Niente mostri, fantasmi, bestie feroci o lupi mannari. Niente orsi colossali, tuoni, squali affamati e mari in tempesta. Le paure dei miei bambini, che oggi hanno sei e quattro anni, attingono raramente al fantastico, al fiabesco, all’immaginario. La loro fantasia non costituisce per loro una minaccia, salvo rarissime eccezioni. Davide e Flavia sanno istintivamente che non è di questo, che devono avere timore. Non è dai libri, dalle storie, dalle fiabe, che devono guardarsi.

Né tantomeno dagli animali, dalla furia degli elementi, dalla potenza della natura. I miei figli hanno molte paure, infantili eppure adulte, irrazionali ma in qualche modo consapevoli. Fantasmi che originano nella profondità del loro inconscio, né più né meno di quelli con cui devo fronteggiarmi io.

Quel buio che spaventa

bambini e paura del buio

C’è la paura del buio. Un grande classico intramontabile. Eredità e retaggio del nostro passato lontano di scimmie che erano esposte agli attacchi dei predatori feroci annidati nell’oscurità. Che poi, a ben vedere, si tratta più precisamente della paura di stare soli nel buio, almeno per i miei figli.

Perché basta tenersi la mano, sincronizzare il respiro, cantare a bassa voce (e ascoltare) una ninna nanna, e l’oscurità all’improvviso smette di apparire così minacciosa, ostile, imperscrutabile.

La paura del buio, che quando i miei figli saranno cresciuti lascerà forse il posto al timore dell’ignoto e dell’insondabile. C’è la paura del sangue. Del dolore, delle medicine. Che però, per qualche ragione misteriosa, si rivela quasi sempre inversamente proporzionale alla reale minaccia che la scatena.

Nessuna lacrima per vaccinazioni e prelievi, ma tragedie epocali per graffietti appena visibili, ginocchia sbucciate e operazioni banali come il taglio delle unghie dei piedi.

Gelosia e insicurezza

C’è la paura di essere secondi. Una paura che io, madre duplice ma figlia unica, non ho dovuto affrontare nella mia lunga infanzia. La paura che l’altro fratello (o sorella) possa essere più bravo, più veloce, più forte, più divertente, più lodato, più coccolato. Che possa essere più amato, in ultima analisi.

Anche se ogni giorno noi genitori facciamo tutto quello che è in nostro potere, e forse anche di più, per dimostrare loro quanto queste eventualità sia assolutamente assurda e impossibile. Una paura sottile ma indomabile, che forse non lascia mai nessuno dei miei figli, e che esige continue rassicurazioni, pazienza e infinito amore.

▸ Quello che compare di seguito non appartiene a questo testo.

pub mod clean;
mod command_result;
mod context;
pub mod init;
pub mod report;

pub use command_result::*;
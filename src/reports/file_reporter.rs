//! Filesystem-backed story reporter.
//!
//! Collects story result files from a source directory into the report
//! output directory, preserving their relative layout, and keeps a copy of
//! each run under a per-project history root.

use std::{
    fs,
    path::{Path, PathBuf},
};

use anyhow::{Context, Result, bail};
use glob::Pattern;
use serde_json::Value;
use walkdir::WalkDir;

use super::{ReportData, StoryReporter};

pub struct FileStoryReporter {
    project: String,
    patterns: Vec<Pattern>,
    history_root: PathBuf,
    output_directory: Option<PathBuf>,
}

impl FileStoryReporter {
    pub fn new(project: &str, story_patterns: &[String], history_root: &Path) -> Result<Self> {
        let patterns = story_patterns
            .iter()
            .map(|p| {
                Pattern::new(p).with_context(|| format!("Invalid story pattern: \"{}\"", p))
            })
            .collect::<Result<Vec<_>>>()?;

        Ok(Self {
            project: project.to_string(),
            patterns,
            history_root: history_root.to_path_buf(),
            output_directory: None,
        })
    }

    /// History directory for this project.
    pub fn history_dir(&self) -> PathBuf {
        self.history_root.join(&self.project)
    }

    fn is_story_file(&self, path: &Path) -> bool {
        let Some(file_name) = path.file_name().and_then(|n| n.to_str()) else {
            return false;
        };
        self.patterns.iter().any(|p| p.matches(file_name))
    }

    /// Collect story files under `source_dir`, sorted for deterministic
    /// output.
    fn story_files(&self, source_dir: &Path) -> Result<Vec<PathBuf>> {
        let mut files = Vec::new();
        for entry in WalkDir::new(source_dir) {
            let entry = entry
                .with_context(|| format!("Cannot read story source: {}", source_dir.display()))?;
            if entry.file_type().is_file() && self.is_story_file(entry.path()) {
                files.push(entry.path().to_path_buf());
            }
        }
        files.sort();
        Ok(files)
    }

    /// Directory for the next history run: `run-0001`, `run-0002`, ...
    fn next_run_dir(&self) -> Result<PathBuf> {
        let history = self.history_dir();
        fs::create_dir_all(&history)
            .with_context(|| format!("Failed to create history directory: {}", history.display()))?;

        let existing = fs::read_dir(&history)
            .with_context(|| format!("Failed to read history directory: {}", history.display()))?
            .count();

        Ok(history.join(format!("run-{:04}", existing + 1)))
    }

    fn test_count_in(content: &str) -> usize {
        // A story that does not parse (or has no tests array) still counts
        // as one test in the aggregate.
        match serde_json::from_str::<Value>(content) {
            Ok(doc) => doc
                .get("tests")
                .and_then(Value::as_array)
                .map_or(1, |tests| tests.len()),
            Err(_) => 1,
        }
    }

    fn copy_into(dir: &Path, relative: &Path, content: &str) -> Result<()> {
        let destination = dir.join(relative);
        if let Some(parent) = destination.parent() {
            fs::create_dir_all(parent)
                .with_context(|| format!("Failed to create directory: {}", parent.display()))?;
        }
        fs::write(&destination, content)
            .with_context(|| format!("Failed to write report file: {}", destination.display()))
    }
}

impl StoryReporter for FileStoryReporter {
    fn set_output_directory(&mut self, path: &Path) {
        self.output_directory = Some(path.to_path_buf());
    }

    fn generate_reports_from(&mut self, source_dir: &Path) -> Result<ReportData> {
        let output = self
            .output_directory
            .clone()
            .context("No output directory set for story reports")?;

        if !source_dir.is_dir() {
            bail!(
                "Story source directory not found: {}",
                source_dir.display()
            );
        }

        fs::create_dir_all(&output)
            .with_context(|| format!("Failed to create report directory: {}", output.display()))?;
        let run_dir = self.next_run_dir()?;

        let mut story_count = 0;
        let mut test_count = 0;

        for path in self.story_files(source_dir)? {
            let content = fs::read_to_string(&path)
                .with_context(|| format!("Failed to read story result: {}", path.display()))?;
            // story_files only yields paths under source_dir
            let relative = path.strip_prefix(source_dir).unwrap_or(&path);

            Self::copy_into(&output, relative, &content)?;
            Self::copy_into(&run_dir, relative, &content)?;

            story_count += 1;
            test_count += Self::test_count_in(&content);
        }

        Ok(ReportData {
            story_count,
            test_count,
        })
    }

    fn clear_history(&mut self) -> Result<()> {
        let dir = self.history_dir();
        if dir.exists() {
            fs::remove_dir_all(&dir)
                .with_context(|| format!("Failed to clear report history: {}", dir.display()))?;
        }
        Ok(())
    }
}
use anyhow::{Context, Ok, Result};

use super::context::CommandContext;
use super::{CleanSummary, CommandResult, CommandSummary};
use crate::cli::args::CleanCommand;
use crate::reports::{FileStoryReporter, StoryReporter};

pub fn clean(cmd: CleanCommand) -> Result<CommandResult> {
    let common = &cmd.args.common;
    let ctx = CommandContext::new(common)?;

    let mut reporter =
        FileStoryReporter::new(&ctx.project, &ctx.config.story_patterns, &ctx.history_root())?;
    let had_history = reporter.history_dir().exists();

    reporter
        .clear_history()
        .context("Error clearing story report history")?;

    Ok(CommandResult {
        summary: CommandSummary::Clean(CleanSummary {
            project: ctx.project,
            removed: had_history,
        }),
        warnings: Vec::new(),
    })
}
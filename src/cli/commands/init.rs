use std::{fs, path::Path};

use anyhow::{Ok, Result};

use super::{CommandResult, CommandSummary, InitSummary};
use crate::config::{CONFIG_FILE_NAME, default_config_json};

pub fn init() -> Result<CommandResult> {
    let config_path = Path::new(CONFIG_FILE_NAME);

    let created = if config_path.exists() {
        false
    } else {
        fs::write(config_path, default_config_json()?)?;
        true
    };

    Ok(CommandResult {
        summary: CommandSummary::Init(InitSummary { created }),
        warnings: Vec::new(),
    })
}
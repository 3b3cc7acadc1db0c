use std::process::ExitCode;

/// Exit status for CLI commands.
///
/// - `Success` (0): Command completed (reports generated, history cleared)
/// - `Failure` (1): Command completed but could not do its work
///   (e.g. the config file already exists)
/// - `Error` (2): Command failed due to internal error (I/O error, config
///   error, etc.)
#[derive(Copy, Clone, Debug, PartialEq, Eq)]
pub enum ExitStatus {
    Success,
    Failure,
    Error,
}

impl ExitStatus {
    fn code(self) -> u8 {
        match self {
            ExitStatus::Success => 0,
            ExitStatus::Failure => 1,
            ExitStatus::Error => 2,
        }
    }
}

impl From<ExitStatus> for ExitCode {
    fn from(status: ExitStatus) -> Self {
        ExitCode::from(status.code())
    }
}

Quando la paura è “colpa” dei grandi

C’è la paura delle urla, dei contrasti, della rabbia. Quella paura che scorgo nei loro occhi trasparenti quando esagero nel rimproverarli e, soprattutto, quando commetto il grave errore di discutere in loro presenza con il loro papà.

Una paura che agghiaccia e disarma, che raggela tutto. Una paura, soprattutto, che mi fa sentire in colpa, perché è misura della mia umana debolezza di madre e della mia incapacità di impedire che, ogni tanto, venga fuori il peggio di me. Anche dinanzi ai miei figli.

Il fantasma peggiore: il fallimento

C’è, ogni tanto, subdola e ostinata, la paura di sbagliare. Di fallire, di non essere all’altezza, di deludere le aspettative di mamma e papà. Di non dimostrarsi “abbastanza”. La paura più amara, per me, la più difficile da digerire. L’unica che in fondo rifiuto di accettare, e che invece spero pian piano di riuscire a stroncare in modo definitivo. Una paura che spaventa me per prima, perché la conosco bene, e so che può mettere radici e sedimentare in fondo all’anima, minando l’autostima e la consapevolezza di sé.

Una paura che mi fa male, perché vorrei che i miei figli si amassero per come sono, che imparassero a perdonare i propri sbagli e ad accettare i propri limiti. E, soprattutto, che non dubitassero mai, nemmeno per un momento, del mio amore incondizionato e del mio rispetto nei loro confronti, che non potrà mai venir meno.